Although TNF inhibitors can be highly effective, up to 40% of patients with PsA have a suboptimal response to these agents.

Ixekizumab was found to benefit patients with psoriatic arthritis (PsA) showing poor response to conventional treatment when administered over a 2- or 4-week period, according to a double-blind randomized placebo-controlled trial published in the Lancet.1

Tumor necrosis factor (TNF) inhibitors have become standard therapy in patients with PsA. Although TNF inhibitors can be highly effective, up to 40% of patients with PsA have a suboptimal response to these agents. Other patients have tolerance issues or acquire resistance. Ixekizumab is a monoclonal antibody that targets interleukin-17A, an inflammatory cytokine overexpressed in patients with PsA. It is approved in the United States for moderate to severe plaque psoriasis but not for PsA.

In this study, researchers sought to evaluate the safety and efficacy of ixekizumab in a phase 3 trial (SPIRIT-P2 trial; ClinicalTrials.gov Identifier: NCT02349295) of patients with active PsA who responded poorly or could not tolerate TNF inhibitors.

A total of 363 adults with PsA from 10 countries throughout Asia, Australia, Europe, and North America were recruited and randomly assigned to receive ixekizumab every 2 (n=123) or 4 (n=122) weeks or placebo (n=118). Enrollment was limited to patients who had an inadequate response to or an intolerance of TNF inhibitors and a history of plaque psoriasis. Among these patients, 56% had an inadequate response to 1 TNF inhibitor, 35% had an inadequate response to 2 TNF inhibitors, and 9% could not tolerate TNF inhibitors.

Patients in the ixekizumab cohorts received a loading dose of 160 mg (given as 2 subcutaneous injections) on day 1, then a single 80-mg injection every 2 or 4 weeks for the remainder of the study. The primary end point was the percentage of patients with sustained 20% improvement in American College of Rheumatology response criteria (ACR-20) at 24 weeks.

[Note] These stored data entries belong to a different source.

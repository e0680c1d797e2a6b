//! Legacy inline definitions.
//!
//! Older schemas kept methods, views and properties as scalar keys on the
//! type node itself: `___name` for a method, `__name` for a view and `_name`
//! for a property. Each key is turned into a first-class definition once and
//! then removed from the type.

use crate::catalog::{MethodDef, SchemaSnapshot, ViewDef};
use crate::error::{Error, SchemaError};
use crate::parser::RawPropertySpec;
use crate::store::SchemaStore;
use regex::Regex;
use std::sync::LazyLock;
use tracing::{debug, info, warn};

static MEMBER_SEPARATOR: LazyLock<Regex> =
    LazyLock::new(|| Regex::new(r"[,\s]+").expect("valid member separator pattern"));

/// Kind of definition a legacy key encodes.
#[derive(Debug, Clone, Copy, PartialEq, Eq)]
pub enum LegacyKind {
    /// `___name`
    Method,
    /// `__name`
    View,
    /// `_name`
    Property,
}

impl LegacyKind {
    /// Split a legacy key into its kind and definition name.
    pub fn classify(key: &str) -> Option<(Self, &str)> {
        let (kind, name) = if let Some(name) = key.strip_prefix("___") {
            (LegacyKind::Method, name)
        } else if let Some(name) = key.strip_prefix("__") {
            (LegacyKind::View, name)
        } else if let Some(name) = key.strip_prefix('_') {
            (LegacyKind::Property, name)
        } else {
            return None;
        };
        (!name.is_empty()).then_some((kind, name))
    }
}

/// Outcome of one migration run.
#[derive(Debug, Clone, Default, PartialEq, Eq)]
pub struct MigrationReport {
    /// Migrated keys as `(type, key)`.
    pub migrated: Vec<(String, String)>,
    /// Keys kept because a first-class definition of the same name exists.
    pub skipped: Vec<(String, String)>,
    /// Keys kept because they could not be parsed.
    pub failed: Vec<(String, String, String)>,
}

impl MigrationReport {
    /// Whether the run changed nothing.
    pub fn is_noop(&self) -> bool {
        self.migrated.is_empty()
    }
}

/// Split a legacy view member list into property names.
pub fn parse_view_members(raw: &str) -> Vec<String> {
    let mut members: Vec<String> = Vec::new();
    for part in MEMBER_SEPARATOR.split(raw) {
        let name = part.trim_start_matches('_');
        let name = name.strip_suffix("Property").unwrap_or(name);
        if !name.is_empty() && !members.iter().any(|m| m == name) {
            members.push(name.to_string());
        }
    }
    members
}

/// Moves legacy inline keys into first-class definitions.
pub struct LegacyMigrator<'s> {
    store: &'s dyn SchemaStore,
}

impl<'s> LegacyMigrator<'s> {
    /// Create a migrator over `store`.
    pub fn new(store: &'s dyn SchemaStore) -> Self {
        Self { store }
    }

    /// Migrate every legacy key of every type.
    pub fn run(&self) -> Result<MigrationReport, Error> {
        let snapshot = self.store.snapshot()?;
        let mut report = MigrationReport::default();

        for ty in snapshot.types.values() {
            for (key, value) in &ty.legacy {
                let Some((kind, name)) = LegacyKind::classify(key) else {
                    continue;
                };

                if Self::has_first_class(&snapshot, &ty.name, kind, name) {
                    debug!(type_name = %ty.name, key = %key, "legacy key shadowed, keeping it");
                    report.skipped.push((ty.name.clone(), key.clone()));
                    continue;
                }

                match self.migrate_one(&ty.name, kind, name, value) {
                    Ok(()) => {
                        self.store.remove_legacy_key(&ty.name, key)?;
                        report.migrated.push((ty.name.clone(), key.clone()));
                    }
                    Err(Error::Schema(e)) => {
                        warn!(type_name = %ty.name, key = %key, error = %e, "legacy key not migrated");
                        report
                            .failed
                            .push((ty.name.clone(), key.clone(), e.to_string()));
                    }
                    Err(e) => return Err(e),
                }
            }
        }

        if !report.is_noop() {
            info!(
                migrated = report.migrated.len(),
                skipped = report.skipped.len(),
                failed = report.failed.len(),
                "legacy schema keys migrated"
            );
        }
        Ok(report)
    }

    fn has_first_class(snapshot: &SchemaSnapshot, owner: &str, kind: LegacyKind, name: &str) -> bool {
        match kind {
            LegacyKind::Method => snapshot.methods_of(owner).iter().any(|m| m.name == name),
            LegacyKind::View => snapshot.views_of(owner).iter().any(|v| v.name == name),
            LegacyKind::Property => snapshot.properties_of(owner).iter().any(|p| p.name == name),
        }
    }

    fn migrate_one(&self, owner: &str, kind: LegacyKind, name: &str, value: &str) -> Result<(), Error> {
        match kind {
            LegacyKind::Method => {
                self.store
                    .put_method(MethodDef::new(name, value).owned_by(owner))?;
            }
            LegacyKind::View => {
                let members = parse_view_members(value);
                if members.is_empty() {
                    return Err(SchemaError::InvalidPropertySchema {
                        type_name: owner.to_string(),
                        property: name.to_string(),
                        reason: "legacy view has no members".to_string(),
                    }
                    .into());
                }
                let view = members
                    .into_iter()
                    .fold(ViewDef::new(name).owned_by(owner), ViewDef::with_member);
                self.store.put_view(view)?;
            }
            LegacyKind::Property => {
                let spec = RawPropertySpec::parse(owner, name, value)?;
                self.store.put_property(spec.into_property(owner, name))?;
            }
        }
        Ok(())
    }
}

Approximately half the study participants (44% in the placebo group, 49% and 59% in the ixekizumab every 4- and 2 weeks groups, respectively) were taking conventional disease-modifying anti-rheumatic drugs (DMARDs) at baseline and were permitted to continue concomitant DMARDs throughout the study. At week 16, patients who had an inadequate response to ixekizumab were required to add concomitant DMARDs or modify their DMARD regimen; patients taking placebo were re-randomly assigned to one of the ixekizumab arms.

Safety and efficacy outcomes were evaluated at weeks 1, 2, and 4, and every 4 weeks thereafter. Overall, 87% of patients completed all 24 weeks of treatment. At 24 weeks, 53% of patients who received ixekizumab every 4 weeks had an ACR-20 response compared with 48% of patients who received ixekizumab every 2 weeks and 20% of patients given placebo (P <.0001 for both). The percentage of patients taking ixekizumab who had an ACR-20 response was consistent when patients were stratified according to TNF inhibitor history. Patients in the ixekizumab arms were significantly more likely to show improvement from baseline in the Health Assessment Questionnaire-Disability Index and to have minimal disease activity at week 24 than patients taking placebo. Resolution of enthesitis at 24 weeks was not improved by either ixekizumab regimen.

In patients taking ixekizumab, the most common treatment-related adverse events were injection-site reactions, upper respiratory tract infection, nasopharyngitis, sinusitis, and oropharyngeal pain. However, most cases were mild or moderate. Of note, 8% of patients taking ixekizumab developed grade 1 neutropenia and 1% of patients had grade 2 neutropenia.

The researchers concluded that “Both dosing regimens of ixekizumab…were superior to placebo treatment in improving the signs and symptoms of active PSA and several of its manifestations” in patients who had a suboptimal experience with TNF inhibitors. They noted that their findings support evidence from other studies that have shown interleukin-17A to play a role in the pathogenesis of PsA.

Summary & Clinical Accessibility

Ixekizumab appears to improve symptoms in patients with PsA who have either shown a suboptimal response to TNF inhibitors or have developed a tolerance to them. Although not approved in the United States for PsA, ixekizumab is approved for plaque psoriasis and may have some benefit in patients with plaque psoriasis and comorbid PsA who cannot be treated with TNF inhibitors.

Limitations & Disclosures

This study was limited by its short duration, but the 3-year extension phase is expected to provide better insight into the safety and efficacy of ixekizumab. The study also did not evaluate radiographic progression of the disease.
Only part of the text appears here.